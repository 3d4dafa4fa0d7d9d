// SPDX-FileCopyrightText: 2026 Bruno Meilick
// SPDX-License-Identifier: LicenseRef-Mindweave-FreeUse-NoCopy-NoDerivatives
//
// All rights reserved.
//
// This file is part of Mindweave and is proprietary software.
// Unauthorized copying, modification, or distribution is prohibited.

//! The persisted document payload (`version: "2.0"`).
//!
//! ```json
//! { "version": "2.0", "timestamp": "...", "tree": [...], "connections": [...],
//!   "metadata": { "nodeCount": 3, "connectionCount": 1 } }
//! ```
//!
//! Loading never fails outright: a legacy bare node array is accepted as-is and anything
//! unreadable is reported as [`LoadOutcome::Corrupt`] so the caller can fall back to a fresh
//! document.

use chrono::{DateTime, Utc};
use serde::{Deserialize, Serialize};
use serde_json::Value;

use super::tree::{to_flat, to_tree, TreeNode};
use crate::model::{Connection, Node, Snapshot};

pub const PAYLOAD_VERSION: &str = "2.0";

#[derive(Debug, Clone, PartialEq, Serialize, Deserialize)]
#[serde(rename_all = "camelCase")]
pub struct DocumentPayload {
    pub version: String,
    pub timestamp: DateTime<Utc>,
    pub tree: Vec<TreeNode>,
    pub connections: Vec<Connection>,
    pub metadata: PayloadMetadata,
}

#[derive(Debug, Clone, Copy, PartialEq, Eq, Serialize, Deserialize)]
#[serde(rename_all = "camelCase")]
pub struct PayloadMetadata {
    pub node_count: usize,
    pub connection_count: usize,
}

impl DocumentPayload {
    pub fn encode(snapshot: &Snapshot, now: DateTime<Utc>) -> Self {
        Self {
            version: PAYLOAD_VERSION.to_owned(),
            timestamp: now,
            tree: to_tree(&snapshot.nodes),
            connections: snapshot.connections.clone(),
            metadata: PayloadMetadata {
                node_count: snapshot.nodes.len(),
                connection_count: snapshot.connections.len(),
            },
        }
    }

    pub fn to_json(&self) -> Result<String, serde_json::Error> {
        serde_json::to_string(self)
    }

    pub fn to_json_pretty(&self) -> Result<String, serde_json::Error> {
        serde_json::to_string_pretty(self)
    }

    pub fn to_snapshot(&self) -> Snapshot {
        Snapshot::new(to_flat(&self.tree), self.connections.clone())
    }
}

/// Which on-disk shape a payload was read from.
#[derive(Debug, Clone, Copy, PartialEq, Eq)]
pub enum PayloadKind {
    /// `{version, tree, connections, ...}`.
    Tree,
    /// A bare array of flat nodes written before the tree format existed.
    LegacyFlat,
}

#[derive(Debug, thiserror::Error)]
pub enum PayloadError {
    #[error("payload is not valid JSON: {0}")]
    Json(#[from] serde_json::Error),
    #[error("payload has no `tree` array")]
    MissingTree,
    #[error("payload must be a JSON object or a legacy node array")]
    UnexpectedShape,
    #[error("invalid `{field}` in payload: {source}")]
    InvalidField {
        field: &'static str,
        source: serde_json::Error,
    },
}

/// Strict decode: any structural problem is an error.
pub fn parse_payload(raw: &str) -> Result<(Snapshot, PayloadKind), PayloadError> {
    let value: Value = serde_json::from_str(raw)?;
    match value {
        Value::Array(_) => {
            let nodes: Vec<Node> = serde_json::from_value(value)
                .map_err(|source| PayloadError::InvalidField { field: "nodes", source })?;
            Ok((Snapshot::new(nodes, Vec::new()), PayloadKind::LegacyFlat))
        }
        Value::Object(mut object) => {
            let tree = match object.remove("tree") {
                Some(tree @ Value::Array(_)) => tree,
                _ => return Err(PayloadError::MissingTree),
            };
            let tree: Vec<TreeNode> = serde_json::from_value(tree)
                .map_err(|source| PayloadError::InvalidField { field: "tree", source })?;

            let connections = match object.remove("connections") {
                None | Some(Value::Null) => Vec::new(),
                Some(raw) => serde_json::from_value(raw).map_err(|source| {
                    PayloadError::InvalidField {
                        field: "connections",
                        source,
                    }
                })?,
            };

            Ok((Snapshot::new(to_flat(&tree), connections), PayloadKind::Tree))
        }
        _ => Err(PayloadError::UnexpectedShape),
    }
}

/// Result of reading a stored document.
#[derive(Debug, Clone, PartialEq)]
pub enum LoadOutcome {
    Loaded(Snapshot),
    Legacy(Snapshot),
    /// Nothing stored under the key.
    Missing,
    /// Stored but unreadable. The stored bytes are left alone.
    Corrupt { reason: String },
}

impl LoadOutcome {
    /// The loaded document, if there is one with at least one node.
    pub fn into_snapshot(self) -> Option<Snapshot> {
        match self {
            Self::Loaded(snapshot) | Self::Legacy(snapshot) if !snapshot.is_empty() => {
                Some(snapshot)
            }
            _ => None,
        }
    }

    pub fn is_corrupt(&self) -> bool {
        matches!(self, Self::Corrupt { .. })
    }
}

/// Lenient decode used by loads: never fails, classifies instead.
pub fn decode_payload(raw: Option<&str>) -> LoadOutcome {
    let Some(raw) = raw else {
        return LoadOutcome::Missing;
    };

    match parse_payload(raw) {
        Ok((snapshot, PayloadKind::Tree)) => LoadOutcome::Loaded(snapshot),
        Ok((snapshot, PayloadKind::LegacyFlat)) => LoadOutcome::Legacy(snapshot),
        Err(err) => {
            tracing::warn!(error = %err, "stored document payload is unreadable");
            LoadOutcome::Corrupt {
                reason: err.to_string(),
            }
        }
    }
}

#[cfg(test)]
mod tests {
    use chrono::Utc;
    use rstest::rstest;
    use serde_json::json;

    use super::{decode_payload, parse_payload, DocumentPayload, LoadOutcome, PayloadKind};
    use crate::model::{Connection, ConnectionId, Node, NodeId, Point, Snapshot};

    fn sample() -> Snapshot {
        let root = Node::new(NodeId::new("root").expect("id"), "Root", Point::ORIGIN);
        let child = Node::new(NodeId::new("child").expect("id"), "Child", Point::new(150.0, 0.0))
            .with_parent(Some(root.id.clone()));
        let conn = Connection::new(
            ConnectionId::new("c1").expect("id"),
            root.id.clone(),
            child.id.clone(),
        );
        Snapshot::new(vec![root, child], vec![conn])
    }

    #[test]
    fn encode_writes_version_tree_and_metadata() {
        let payload = DocumentPayload::encode(&sample(), Utc::now());
        let json = serde_json::to_value(&payload).expect("serialize");

        assert_eq!(json["version"], "2.0");
        assert_eq!(json["tree"][0]["id"], "root");
        assert_eq!(json["tree"][0]["children"][0]["id"], "child");
        assert_eq!(json["metadata"]["nodeCount"], 2);
        assert_eq!(json["metadata"]["connectionCount"], 1);
        assert!(json["timestamp"].as_str().is_some());
    }

    #[test]
    fn encoded_payload_decodes_back() {
        let snapshot = sample();
        let raw = DocumentPayload::encode(&snapshot, Utc::now())
            .to_json()
            .expect("json");

        let LoadOutcome::Loaded(decoded) = decode_payload(Some(&raw)) else {
            panic!("expected a tree payload");
        };
        assert_eq!(decoded, snapshot);
    }

    #[test]
    fn bare_array_is_read_as_legacy_flat_nodes() {
        let raw = json!([
            { "id": "root", "text": "Root", "x": 0, "y": 0, "parentId": null },
            { "id": "a", "text": "A", "x": 5, "y": 5, "parentId": "root" }
        ])
        .to_string();

        let (snapshot, kind) = parse_payload(&raw).expect("parse");
        assert_eq!(kind, PayloadKind::LegacyFlat);
        assert_eq!(snapshot.nodes.len(), 2);
        assert!(snapshot.connections.is_empty());
        assert_eq!(
            snapshot.nodes[1].parent_id.as_ref().map(|p| p.as_str()),
            Some("root")
        );
    }

    #[test]
    fn missing_connections_default_to_empty() {
        let raw = json!({ "version": "2.0", "tree": [{ "id": "r", "children": [] }] }).to_string();
        let (snapshot, kind) = parse_payload(&raw).expect("parse");
        assert_eq!(kind, PayloadKind::Tree);
        assert_eq!(snapshot.nodes.len(), 1);
        assert!(snapshot.connections.is_empty());
    }

    #[rstest]
    #[case::not_json("{ this is not json")]
    #[case::no_tree(r#"{ "version": "2.0", "connections": [] }"#)]
    #[case::tree_not_array(r#"{ "version": "2.0", "tree": { "id": "r" } }"#)]
    #[case::scalar("42")]
    #[case::bad_node(r#"{ "tree": [{ "text": "no id" }] }"#)]
    fn malformed_payloads_are_corrupt(#[case] raw: &str) {
        let outcome = decode_payload(Some(raw));
        assert!(outcome.is_corrupt(), "expected corrupt, got {outcome:?}");
        assert_eq!(outcome.into_snapshot(), None);
    }

    #[test]
    fn missing_and_empty_documents_yield_no_snapshot() {
        assert_eq!(decode_payload(None), LoadOutcome::Missing);

        let empty = json!({ "version": "2.0", "tree": [], "connections": [] }).to_string();
        assert_eq!(decode_payload(Some(&empty)).into_snapshot(), None);
    }
}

----------------------------------------

- Required action
The lines running from the start of the data through the one that contains "distribution is prohibited." should be reproduced exactly, and only those.

- Result for this exercise
repository 3d4dafa4fa0d7d9d
// SPDX-FileCopyrightText: 2026 Bruno Meilick
// SPDX-License-Identifier: LicenseRef-Mindweave-FreeUse-NoCopy-NoDerivatives
//
// All rights reserved.
//
// This file is part of Mindweave and is proprietary software.
// Unauthorized copying, modification, or distribution is prohibited.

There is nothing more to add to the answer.